This Game Is Rigged
My last blog was about a pitch I had written for DRI, an outstanding company with great numbers. I doubt if any regulars on this site missed it, but if you did, this was it
I suppose you may have read the title of this blog and now you could very well be thinking, now what?
Relax. I'm not talking about this game this time. I'm wanting to take a couple minutes to talk about ...my game. My game is rigged.
I have gravitated towards higher-yields for awhile, because my goal is current income. This pick, though (DRI) is very tantalizing. And in explaining why, I can illustrate very, very, well what makes dividend growth investors tick.
This company's last dividend increase, as I pointed out in my pitch for it, was 34%, with an average dividend growth rate of 27.33% for the last 5 years. The last quarterly payment was $0.43, up from $0.32 previously.

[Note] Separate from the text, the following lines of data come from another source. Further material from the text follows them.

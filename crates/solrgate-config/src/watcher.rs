//! File watcher for configuration hot reload.
//!
//! Watches the configuration file's directory and emits a [`ReloadEvent`]
//! whenever the file itself changes. Consumers re-run the loader and swap
//! their runtime state; this module never parses the file.

use notify::RecursiveMode;
use notify_debouncer_mini::new_debouncer;
use std::path::PathBuf;
use std::time::{Duration, SystemTime};
use tokio::sync::mpsc;
use tracing::{debug, error, info, warn};

use crate::ConfigError;

/// Configuration for file watcher
#[derive(Debug, Clone)]
pub struct FileWatcherConfig {
    /// Path to the configuration file
    pub path: PathBuf,
    /// Debounce duration for rapid changes
    pub debounce: Duration,
}

impl Default for FileWatcherConfig {
    fn default() -> Self {
        Self {
            path: PathBuf::from(crate::loader::DEFAULT_CONFIG_PATH),
            debounce: Duration::from_millis(500),
        }
    }
}

impl FileWatcherConfig {
    /// Create config for a specific path
    pub fn new(path: impl Into<PathBuf>) -> Self {
        Self {
            path: path.into(),
            ..Default::default()
        }
    }

    /// Set debounce duration
    pub fn with_debounce(mut self, debounce: Duration) -> Self {
        self.debounce = debounce;
        self
    }
}

/// Emitted when the watched configuration file changed on disk.
#[derive(Debug, Clone, PartialEq, Eq)]
pub struct ReloadEvent {
    pub path: PathBuf,
    pub detected_at: SystemTime,
}

/// Handle for a running watcher
pub struct WatchHandle {
    handle: tokio::task::JoinHandle<()>,
    shutdown: tokio::sync::oneshot::Sender<()>,
}

impl WatchHandle {
    /// Stop the watcher
    pub async fn stop(self) {
        let _ = self.shutdown.send(());
        let _ = self.handle.await;
    }
}

/// Watches a single configuration file.
pub struct FileWatcher {
    config: FileWatcherConfig,
}

impl FileWatcher {
    pub fn new(config: FileWatcherConfig) -> Self {
        Self { config }
    }

    pub fn from_path(path: impl Into<PathBuf>) -> Self {
        Self::new(FileWatcherConfig::new(path))
    }

    pub fn path(&self) -> &PathBuf {
        &self.config.path
    }

    /// Start watching. Events are delivered on `tx` until the handle is stopped
    /// or the receiver is dropped.
    pub fn watch(&self, tx: mpsc::Sender<ReloadEvent>) -> Result<WatchHandle, ConfigError> {
        let path = self.config.path.clone();
        if !path.exists() {
            return Err(ConfigError::watcher(format!(
                "config file {} does not exist",
                path.display()
            )));
        }
        let debounce = self.config.debounce;

        // Editors often replace the file, so watch the parent directory
        let watch_path = path
            .parent()
            .filter(|p| !p.as_os_str().is_empty())
            .map(|p| p.to_path_buf())
            .unwrap_or_else(|| PathBuf::from("."));

        let (shutdown_tx, mut shutdown_rx) = tokio::sync::oneshot::channel();

        let handle = tokio::spawn(async move {
            let (notify_tx, notify_rx) = std::sync::mpsc::channel();

            let mut debouncer = match new_debouncer(debounce, notify_tx) {
                Ok(d) => d,
                Err(e) => {
                    error!("Failed to create file watcher: {e}");
                    return;
                }
            };

            if let Err(e) = debouncer
                .watcher()
                .watch(&watch_path, RecursiveMode::NonRecursive)
            {
                error!("Failed to watch path {:?}: {e}", watch_path);
                return;
            }

            info!("Started watching config file: {:?}", path);

            loop {
                tokio::select! {
                    _ = &mut shutdown_rx => {
                        info!("Config watcher shutting down");
                        break;
                    }
                    _ = tokio::time::sleep(Duration::from_millis(100)) => {
                        while let Ok(events) = notify_rx.try_recv() {
                            let events = match events {
                                Ok(events) => events,
                                Err(e) => {
                                    error!("File watcher error: {:?}", e);
                                    continue;
                                }
                            };
                            let touched = events
                                .iter()
                                .any(|event| event.path.file_name() == path.file_name());
                            if !touched {
                                continue;
                            }
                            debug!("Config file changed: {:?}", path);
                            let event = ReloadEvent {
                                path: path.clone(),
                                detected_at: SystemTime::now(),
                            };
                            if tx.send(event).await.is_err() {
                                warn!("Config reload receiver dropped");
                                return;
                            }
                        }
                    }
                }
            }
        });

        Ok(WatchHandle {
            handle,
            shutdown: shutdown_tx,
        })
    }
}
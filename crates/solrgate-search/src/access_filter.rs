//! Access-filtered autosuggest.
//!
//! Suggestion candidates come straight from the suggester, which knows
//! nothing about entitlements. Each candidate is re-checked by probing the
//! search index for its title under the caller's access filter; only titles
//! with at least one visible match survive.
//!
//! Probing is one network round trip per candidate, so the candidate list is
//! split recursively across a parallelism budget. Every branch of one
//! filtering call shares a single [`AccessFilterSession`], which fetches the
//! caller's filter at most once no matter how many branches ask for it.

use std::sync::Arc;

use async_trait::async_trait;
use futures_util::future::{BoxFuture, FutureExt, try_join};
use solrgate_config::{ParamMap, SuggestConfig};
use thiserror::Error;
use tokio::sync::OnceCell;
use tracing::{debug, instrument, trace};

use crate::client::{SolrClient, SolrError};
use crate::entitlement::{AccessFilter, AccessFilterSupplier, CallerDescriptor, EntitlementError};
use crate::response::Suggestion;

#[derive(Debug, Error)]
pub enum FilterError {
    #[error(transparent)]
    Entitlement(#[from] EntitlementError),

    #[error("probe failed: {0}")]
    Probe(#[from] SolrError),
}

/// Existence check for one title under an access filter.
#[async_trait]
pub trait Probe: Send + Sync {
    /// Number of documents matching `title` that `filter` lets through.
    async fn count(&self, filter: &AccessFilter, title: &str) -> Result<u64, FilterError>;
}

/// One caller's access filter, fetched lazily and at most once.
pub struct AccessFilterSession {
    supplier: Arc<dyn AccessFilterSupplier>,
    caller: CallerDescriptor,
    filter: OnceCell<AccessFilter>,
}

impl AccessFilterSession {
    pub fn new(supplier: Arc<dyn AccessFilterSupplier>, caller: CallerDescriptor) -> Self {
        Self {
            supplier,
            caller,
            filter: OnceCell::new(),
        }
    }

    /// The caller's filter. Concurrent first callers wait on a single fetch;
    /// a failed fetch leaves the cell empty and is reported to every waiter
    /// that attempted it.
    pub async fn filter(&self) -> Result<&AccessFilter, FilterError> {
        let filter = self
            .filter
            .get_or_try_init(|| async {
                debug!(user = ?self.caller.user, "Fetching access filter");
                self.supplier.fetch(&self.caller).await
            })
            .await?;
        Ok(filter)
    }
}

/// Splits candidates across up to `parallelism` concurrent probe branches.
pub struct ParallelAccessFilter<P> {
    probe: P,
    parallelism: usize,
}

impl<P: Probe> ParallelAccessFilter<P> {
    pub fn new(probe: P, parallelism: usize) -> Self {
        Self {
            probe,
            parallelism: parallelism.max(1),
        }
    }

    /// Keep the candidates visible under the session's filter, in input
    /// order, up to `wanted` of them.
    ///
    /// Each leaf stops probing once it alone has kept `wanted` candidates;
    /// sibling leaves do not signal each other, so more probes than strictly
    /// needed may run.
    #[instrument(skip_all, fields(candidates = candidates.len(), wanted = wanted, parallelism = self.parallelism))]
    pub async fn filter(
        &self,
        session: &AccessFilterSession,
        candidates: &[Suggestion],
        wanted: usize,
    ) -> Result<Vec<Suggestion>, FilterError> {
        if wanted == 0 || candidates.is_empty() {
            return Ok(Vec::new());
        }
        let mut kept = self
            .branch(session, candidates, wanted, self.parallelism)
            .await?;
        kept.truncate(wanted);
        debug!(kept = kept.len(), "Access filtering finished");
        Ok(kept)
    }

    fn branch<'a>(
        &'a self,
        session: &'a AccessFilterSession,
        candidates: &'a [Suggestion],
        wanted: usize,
        budget: usize,
    ) -> BoxFuture<'a, Result<Vec<Suggestion>, FilterError>> {
        async move {
            if budget <= 1 || candidates.len() < 2 {
                return self.leaf(session, candidates, wanted).await;
            }
            let (left, right) = candidates.split_at(candidates.len() / 2);
            let left_budget = budget / 2;
            let (mut head, tail) = try_join(
                self.branch(session, left, wanted, left_budget),
                self.branch(session, right, wanted, budget - left_budget),
            )
            .await?;
            head.extend(tail);
            Ok(head)
        }
        .boxed()
    }

    async fn leaf(
        &self,
        session: &AccessFilterSession,
        candidates: &[Suggestion],
        wanted: usize,
    ) -> Result<Vec<Suggestion>, FilterError> {
        let filter = session.filter().await?;
        let mut kept = Vec::new();
        for candidate in candidates {
            if kept.len() >= wanted {
                break;
            }
            let matches = self.probe.count(filter, &candidate.term).await?;
            trace!(term = %candidate.term, matches, "Probed candidate");
            if matches > 0 {
                kept.push(candidate.clone());
            }
        }
        Ok(kept)
    }
}

/// Probe backed by a `rows=0` Solr search on the title field.
#[derive(Debug, Clone)]
pub struct SolrProbe {
    client: SolrClient,
    handler: String,
    title_field: String,
}

impl SolrProbe {
    pub fn new(client: SolrClient, config: &SuggestConfig) -> Self {
        Self {
            client,
            handler: config.probe_handler.clone(),
            title_field: config.title_field.clone(),
        }
    }

    /// Query parameters for one probe.
    pub fn params(&self, filter: &AccessFilter, title: &str) -> ParamMap {
        let mut params = ParamMap::new();
        params.insert(
            "q".into(),
            vec![format!("{}:\"{}\"", self.title_field, escape_phrase(title))],
        );
        params.insert("rows".into(), vec!["0".into()]);
        if !filter.is_empty() {
            params.insert("fq".into(), filter.tagged_clauses());
        }
        params.insert("facet".into(), vec!["false".into()]);
        params.insert("hl".into(), vec!["false".into()]);
        params
    }
}

#[async_trait]
impl Probe for SolrProbe {
    async fn count(&self, filter: &AccessFilter, title: &str) -> Result<u64, FilterError> {
        let response = self
            .client
            .search(&self.handler, &self.params(filter, title))
            .await?;
        Ok(response.response.num_found)
    }
}

/// Escape a term for use inside a double-quoted Solr phrase.
fn escape_phrase(term: &str) -> String {
    let mut out = String::with_capacity(term.len());
    for c in term.chars() {
        if c == '"' || c == '\\' {
            out.push('\\');
        }
        out.push(c);
    }
    out
}
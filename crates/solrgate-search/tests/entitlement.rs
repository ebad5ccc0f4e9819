//! HTTP entitlement client against a mocked entitlement service.

use serde_json::json;
use solrgate_search::{
    AccessFilterSupplier, CallerDescriptor, EntitlementError, HttpEntitlementClient,
};
use wiremock::matchers::{body_json, method, path};
use wiremock::{Mock, MockServer, ResponseTemplate};

fn client(server: &MockServer) -> HttpEntitlementClient {
    HttpEntitlementClient::with_client(reqwest::Client::new(), &format!("{}/filter", server.uri()))
        .unwrap()
}

#[tokio::test]
async fn posts_caller_and_reads_filter() {
    let server = MockServer::start().await;
    Mock::given(method("POST"))
        .and(path("/filter"))
        .and(body_json(json!({"user": "alice", "groups": ["staff", "lib"]})))
        .respond_with(ResponseTemplate::new(200).set_body_json(json!({"filter": "licence:(a OR b)"})))
        .expect(1)
        .mount(&server)
        .await;

    let caller = CallerDescriptor::anonymous()
        .with_user("alice")
        .with_groups(["staff", "lib"]);
    let filter = client(&server).fetch(&caller).await.unwrap();
    assert_eq!(filter.clauses(), ["licence:(a OR b)"]);
}

#[tokio::test]
async fn empty_fragment_means_no_clauses() {
    let server = MockServer::start().await;
    Mock::given(method("POST"))
        .respond_with(ResponseTemplate::new(200).set_body_json(json!({"filter": ""})))
        .mount(&server)
        .await;

    let filter = client(&server)
        .fetch(&CallerDescriptor::anonymous())
        .await
        .unwrap();
    assert!(filter.is_empty());
}

#[tokio::test]
async fn server_error_is_unavailable() {
    let server = MockServer::start().await;
    Mock::given(method("POST"))
        .respond_with(ResponseTemplate::new(500))
        .mount(&server)
        .await;

    let err = client(&server)
        .fetch(&CallerDescriptor::anonymous())
        .await
        .unwrap_err();
    assert!(matches!(err, EntitlementError::Unavailable(_)));
}

#[tokio::test]
async fn missing_filter_is_unavailable() {
    let server = MockServer::start().await;
    Mock::given(method("POST"))
        .respond_with(ResponseTemplate::new(200).set_body_json(json!({"status": "ok"})))
        .mount(&server)
        .await;

    let err = client(&server)
        .fetch(&CallerDescriptor::anonymous())
        .await
        .unwrap_err();
    assert!(matches!(err, EntitlementError::Unavailable(_)));
}

#[tokio::test]
async fn unreachable_service_is_unavailable() {
    let server = MockServer::start().await;
    let uri = format!("{}/filter", server.uri());
    drop(server);

    let client = HttpEntitlementClient::with_client(reqwest::Client::new(), &uri).unwrap();
    let err = client.fetch(&CallerDescriptor::anonymous()).await.unwrap_err();
    assert!(matches!(err, EntitlementError::Unavailable(_)));
}
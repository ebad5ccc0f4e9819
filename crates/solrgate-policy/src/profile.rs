//! The compiled, immutable policy tree.

use std::collections::{BTreeMap, BTreeSet};

use solrgate_config::{ComponentSettings, ParamSettings, PolicySettings};
use tracing::debug;

use crate::component::Component;
use crate::error::{PolicyError, ensure_non_negative};
use crate::field::{Field, FieldCatalog};
use crate::param::{FieldsRule, Param, ParamKind};

/// Policy for params a component does not declare.
#[derive(Debug, Clone, Copy, PartialEq, Default)]
pub struct UnlistedParams {
    pub allowed: bool,
    pub weight: f64,
}

/// Root of the policy tree. Built once from configuration, never mutated;
/// reloads build a new one.
#[derive(Debug, Clone, PartialEq, Default)]
pub struct Profile {
    pub max_weight: f64,
    pub unlisted_params: UnlistedParams,
    catalog: FieldCatalog,
    components: BTreeMap<String, Component>,
}

impl Profile {
    pub fn new(max_weight: f64, catalog: FieldCatalog, unlisted_params: UnlistedParams) -> Self {
        Self {
            max_weight,
            unlisted_params,
            catalog,
            components: BTreeMap::new(),
        }
    }

    pub fn with_component(mut self, component: Component) -> Self {
        self.components.insert(component.name.clone(), component);
        self
    }

    pub fn component(&self, name: &str) -> Option<&Component> {
        self.components.get(name)
    }

    pub fn component_names(&self) -> impl Iterator<Item = &str> {
        self.components.keys().map(String::as_str)
    }

    pub fn catalog(&self) -> &FieldCatalog {
        &self.catalog
    }

    /// Compile raw settings. Any error discards the whole profile.
    pub fn from_settings(settings: &PolicySettings) -> Result<Self, PolicyError> {
        ensure_non_negative("profile", "root", "max_weight", settings.max_weight)?;
        ensure_non_negative(
            "profile",
            "root",
            "unlisted_fields.weight",
            settings.unlisted_fields.weight,
        )?;
        ensure_non_negative(
            "profile",
            "root",
            "unlisted_params.weight",
            settings.unlisted_params.weight,
        )?;

        let mut fields = Vec::with_capacity(settings.fields.len());
        let mut seen = BTreeSet::new();
        for (index, raw) in settings.fields.iter().enumerate() {
            let name = raw
                .name
                .as_deref()
                .ok_or_else(|| PolicyError::missing("field", index, "name"))?;
            let weight = raw
                .weight
                .ok_or_else(|| PolicyError::missing("field", index, "weight"))?;
            ensure_non_negative("field", name, "weight", weight)?;
            if !seen.insert(name) {
                return Err(PolicyError::duplicate("field", name));
            }
            fields.push(Field::new(name, weight));
        }
        let catalog = FieldCatalog::new(
            fields,
            settings.unlisted_fields.allowed,
            settings.unlisted_fields.weight,
        );

        let mut profile = Profile::new(
            settings.max_weight,
            catalog,
            UnlistedParams {
                allowed: settings.unlisted_params.allowed,
                weight: settings.unlisted_params.weight,
            },
        );
        for (name, raw) in &settings.components {
            let component = compile_component(name, raw)?;
            profile.components.insert(name.clone(), component);
        }

        debug!(
            components = profile.components.len(),
            fields = profile.catalog.len(),
            max_weight = profile.max_weight,
            "Compiled policy profile"
        );
        Ok(profile)
    }
}

fn compile_component(name: &str, raw: &ComponentSettings) -> Result<Component, PolicyError> {
    ensure_non_negative("component", name, "weight_constant", raw.weight_constant)?;
    let mut component = Component::new(name)
        .with_weight_constant(raw.weight_constant)
        .with_default_enabled(raw.default_enabled)
        .with_allowed(raw.allowed);

    for (index, settings) in raw.params.iter().enumerate() {
        let param = compile_param(name, index, settings)?;
        let param_name = param.name.clone();
        if component.insert(param).is_some() {
            return Err(PolicyError::duplicate(
                "param",
                format!("{name}.{param_name}"),
            ));
        }
    }
    Ok(component)
}

fn compile_param(
    component: &str,
    index: usize,
    raw: &ParamSettings,
) -> Result<Param, PolicyError> {
    let name = raw
        .name
        .as_deref()
        .ok_or_else(|| PolicyError::missing("param", index, "name"))?;
    let kind_name = raw
        .kind
        .as_deref()
        .ok_or_else(|| PolicyError::missing("param", index, "type"))?;
    ensure_non_negative("param", name, "weight_constant", raw.weight_constant)?;
    ensure_non_negative("param", name, "weight_factor", raw.weight_factor)?;

    let kind = match ParamKind::parse(kind_name) {
        Some(ParamKind::String { .. }) => ParamKind::String {
            max_length: raw.max_length,
        },
        Some(ParamKind::Integer { .. }) => ParamKind::Integer {
            max_value: raw.max_value,
        },
        Some(ParamKind::Boolean) => ParamKind::Boolean,
        Some(ParamKind::Fields(_)) => ParamKind::Fields(FieldsRule {
            allowed_fields: raw
                .allowed_fields
                .as_ref()
                .map(|list| list.iter().cloned().collect()),
            denied_fields: raw.denied_fields.iter().cloned().collect(),
            supports_star: raw.supports_star,
        }),
        None => {
            return Err(PolicyError::UnknownParamType {
                component: component.to_string(),
                param: name.to_string(),
                kind: kind_name.to_string(),
            });
        }
    };

    Ok(Param::new(name, kind)
        .with_weights(raw.weight_constant, raw.weight_factor)
        .with_multi_value(raw.multi_value)
        .with_allowed(raw.allowed))
}
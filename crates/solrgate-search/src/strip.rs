//! Removal of the gateway's own access filter from echoed response params.
//!
//! The entitlement filter is sent with a reserved local-params prefix so it
//! can be told apart from caller filters. When Solr echoes the request params
//! back, every marked filter is cut from the body before it reaches the
//! caller. A body without any marked filter means the backend did not see
//! the filter the gateway sent, so stripping fails instead of passing the
//! body through.

use std::sync::LazyLock;

use regex::Regex;
use serde_json::Value;
use thiserror::Error;

/// Reserved prefix carried by every access-filter clause the gateway adds.
pub const ACCESS_MARKER: &str = "{!cache=true tag=solrgate_access}";

static XML_MARKED_STR: LazyLock<Regex> = LazyLock::new(|| {
    Regex::new(&format!(
        r"<str(?:\s[^>]*)?>{}[^<]*</str>",
        regex::escape(ACCESS_MARKER)
    ))
    .expect("Invalid access marker regex")
});

#[derive(Debug, Error)]
pub enum StripError {
    #[error("response carries no marked access filter")]
    MarkerNotFound,

    #[error("response body is not valid JSON: {0}")]
    InvalidJson(String),
}

/// Serialization of a Solr response body.
#[derive(Debug, Clone, Copy, PartialEq, Eq)]
pub enum ResponseFormat {
    Json,
    Xml,
}

impl ResponseFormat {
    /// Pick the format from the response content type, falling back to the
    /// requested `wt`. Solr answers JSON unless asked otherwise.
    pub fn detect(content_type: Option<&str>, wt: Option<&str>) -> Self {
        if let Some(ct) = content_type {
            if ct.contains("xml") {
                return Self::Xml;
            }
            if ct.contains("json") {
                return Self::Json;
            }
        }
        match wt {
            Some("xml") => Self::Xml,
            _ => Self::Json,
        }
    }
}

/// Prefix `clause` with [`ACCESS_MARKER`].
pub fn tag_filter(clause: &str) -> String {
    format!("{ACCESS_MARKER}{clause}")
}

pub fn is_tagged(value: &str) -> bool {
    value.starts_with(ACCESS_MARKER)
}

/// Remove every marked filter from `body`.
pub fn strip_access_filters(body: &str, format: ResponseFormat) -> Result<String, StripError> {
    match format {
        ResponseFormat::Json => strip_json(body),
        ResponseFormat::Xml => strip_xml(body),
    }
}

fn strip_json(body: &str) -> Result<String, StripError> {
    let mut value: Value =
        serde_json::from_str(body).map_err(|e| StripError::InvalidJson(e.to_string()))?;
    if strip_value(&mut value) == 0 {
        return Err(StripError::MarkerNotFound);
    }
    serde_json::to_string(&value).map_err(|e| StripError::InvalidJson(e.to_string()))
}

/// Returns how many marked strings were removed below `value`.
fn strip_value(value: &mut Value) -> usize {
    match value {
        Value::Object(map) => {
            let before = map.len();
            map.retain(|_, v| !matches!(v, Value::String(s) if is_tagged(s)));
            let mut removed = before - map.len();
            for child in map.values_mut() {
                removed += strip_value(child);
            }
            removed
        }
        Value::Array(items) => {
            let before = items.len();
            items.retain(|v| !matches!(v, Value::String(s) if is_tagged(s)));
            let mut removed = before - items.len();
            for child in items.iter_mut() {
                removed += strip_value(child);
            }
            removed
        }
        _ => 0,
    }
}

fn strip_xml(body: &str) -> Result<String, StripError> {
    if !XML_MARKED_STR.is_match(body) {
        return Err(StripError::MarkerNotFound);
    }
    Ok(XML_MARKED_STR.replace_all(body, "").into_owned())
}
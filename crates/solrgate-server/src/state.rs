//! Shared server state.
//!
//! Everything derived from configuration lives in one [`Runtime`]. A reload
//! builds a complete new runtime and swaps it in; a request loads the current
//! runtime once and uses that snapshot until it finishes.

use std::sync::Arc;

use arc_swap::ArcSwap;
use solrgate_config::{AppConfig, ConfigError};
use solrgate_policy::{Evaluator, PolicyError, Profile};
use solrgate_search::{
    AccessFilterSupplier, EntitlementError, SolrClient, SolrError, supplier_from_config,
};
use thiserror::Error;

#[derive(Debug, Error)]
pub enum RuntimeError {
    #[error(transparent)]
    Config(#[from] ConfigError),

    #[error("invalid policy: {0}")]
    Policy(#[from] PolicyError),

    #[error("invalid solr settings: {0}")]
    Solr(#[from] SolrError),

    #[error("invalid entitlement settings: {0}")]
    Entitlement(#[from] EntitlementError),
}

/// Configuration plus everything compiled from it.
pub struct Runtime {
    config: AppConfig,
    evaluator: Evaluator,
    solr: SolrClient,
    entitlement: Arc<dyn AccessFilterSupplier>,
}

impl Runtime {
    pub fn from_config(config: AppConfig) -> Result<Self, RuntimeError> {
        config.validate()?;
        let profile = Profile::from_settings(&config.policy)?;
        let solr = SolrClient::new(&config.solr)?;
        let entitlement = supplier_from_config(&config.entitlement)?;
        Ok(Self {
            config,
            evaluator: Evaluator::new(Arc::new(profile)),
            solr,
            entitlement,
        })
    }

    /// Replace the entitlement supplier built from configuration.
    pub fn with_entitlement(mut self, supplier: Arc<dyn AccessFilterSupplier>) -> Self {
        self.entitlement = supplier;
        self
    }

    pub fn config(&self) -> &AppConfig {
        &self.config
    }

    pub fn evaluator(&self) -> &Evaluator {
        &self.evaluator
    }

    pub fn solr(&self) -> &SolrClient {
        &self.solr
    }

    pub fn entitlement(&self) -> Arc<dyn AccessFilterSupplier> {
        self.entitlement.clone()
    }
}

#[derive(Clone)]
pub struct AppState {
    runtime: Arc<ArcSwap<Runtime>>,
}

impl AppState {
    pub fn new(runtime: Runtime) -> Self {
        Self {
            runtime: Arc::new(ArcSwap::from_pointee(runtime)),
        }
    }

    /// Snapshot of the current runtime.
    pub fn runtime(&self) -> Arc<Runtime> {
        self.runtime.load_full()
    }

    pub fn replace(&self, runtime: Runtime) {
        self.runtime.store(Arc::new(runtime));
    }
}
//! Weight-based admission control for search requests.
//!
//! A [`Profile`] is compiled once from [`solrgate_config::PolicySettings`] and
//! then only read. The [`Evaluator`] scores a request's raw parameters
//! against it and returns a [`Decision`] carrying the weight, the limit and
//! every legality problem found.
//!
//! ```ignore
//! let policy = ReloadablePolicy::from_settings(&config.policy)?;
//! let decision = policy.evaluator().evaluate("select", &params, None);
//! if !decision.allowed {
//!     // decision.rejection tells which way it failed
//! }
//! ```

pub mod component;
pub mod error;
pub mod evaluator;
pub mod field;
pub mod param;
pub mod profile;
pub mod reloadable;

pub use component::Component;
pub use error::PolicyError;
pub use evaluator::{Contribution, Decision, Evaluator, Rejection};
pub use field::{Field, FieldCatalog, FieldCost};
pub use param::{FieldsRule, Param, ParamKind, ParamState, TypedValue};
pub use profile::{Profile, UnlistedParams};
pub use reloadable::ReloadablePolicy;
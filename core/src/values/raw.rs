use chrono::NaiveDateTime;

/// The primitive behind a [`Value`](super::Value), borrowed from it.
#[derive(Debug, Clone, Copy, PartialEq)]
pub enum RawValue<'a> {
    Str(&'a str),
    Int(i64),
    DateTime(NaiveDateTime),
    Path(&'a str),
    Dimensions { width: u32, height: u32 },
    Bytes(u64),
}

impl RawValue<'_> {
    /// Integer view used for method and slice arguments.
    ///
    /// Integers are taken as-is, byte counts when they fit, and strings when
    /// they parse as an integer after trimming. Everything else is `None` and
    /// the caller falls back to its own default.
    pub fn as_int(&self) -> Option<i64> {
        match self {
            RawValue::Int(v) => Some(*v),
            RawValue::Bytes(b) => i64::try_from(*b).ok(),
            RawValue::Str(s) => s.trim().parse().ok(),
            RawValue::DateTime(_) | RawValue::Path(_) | RawValue::Dimensions { .. } => None,
        }
    }
}
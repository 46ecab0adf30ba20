use super::chinese;

/// Format a sequence index.
///
/// - no format: plain decimal
/// - format starting with a Chinese digit (`一`, `壹`, `十`, ...): that digit
///   is added as an offset and the result is written in Chinese numerals,
///   financial forms when the digit is one
/// - format starting with an ASCII digit: the first non-zero digit is an
///   offset and the format length is the zero-padded width, so `01` counts
///   from one with two digits and `000` counts from zero with three
///
/// Numeric results are clamped to be non-negative.
pub fn format_index(value: i64, format: Option<&str>) -> String {
    let Some(format) = format.filter(|f| !f.is_empty()) else {
        return value.to_string();
    };
    let Some(first) = format.chars().next() else {
        return value.to_string();
    };

    if let Some(start) = chinese::numeral_value(first) {
        return chinese::to_chinese(value.saturating_add(start), chinese::is_upper(first));
    }

    let (offset, width) = if first.is_ascii_digit() {
        let offset = format
            .chars()
            .find(|&c| c != '0')
            .and_then(|c| c.to_digit(10))
            .unwrap_or(0);
        (offset as i64, format.chars().count())
    } else {
        (0, 0)
    };
    let value = value.saturating_add(offset).max(0);
    format!("{value:0width$}")
}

Of course, there's now way we could expect that every year. But the dividend payout ratio still remains only 38%.
So consider this. Just suppose over the next 5 years, the dividend growth slows to only...10%.
So in 5 years, the annual dividend grows from $1.72 to $2.77.
In my pitch, I obviously expressed a very high opinion of DRI. Suppose, in 5 years, it's still being very well run....it's still in posession of all the financial strength, profitability, and competitive advantages I feel it has now, which have allowed it to thrive all through this downturn save for one year (2007).
With that kind of financial strength and security backing its ability to pay that dividend, the market most likely wouldn't allow it to be priced such that that $2.77 annual dividend represented an outrageous yield. If DRI's financial strength, competitive position, and profitability were still as it is now, the risk just isn't there to cause it to be priced to yield 5 or 6%.
It would be more likely to be priced to yield 3 or 4%. The price couldn't fall much lower than that without dividend investors going nuts over it.
So - assuming dividend growth of only 10% annually over the next 5 years - which is pretty conservative, in light of the last 5 years - if priced so that $2.77 represents a 4% dividend yield, the price would be around $70.
If it was priced so that $2.77 represented a 3% dividend yield, the price would be around $90.
It's priced right at $50 now - close to a 52-week high.
What are the chances of a company with such a low-risk, easily covered dividend yielding 5.57% - which is what my yield on cost would be had I actually bought it on Dec 17, 2010 at an actual original start price of $49.70?
Do you see what I'm getting at here?
The odds in my favor are enormous.
And remember, I played it conservatively with the dividend growth assumption.
And that, my friends, is why I am a dividend investor.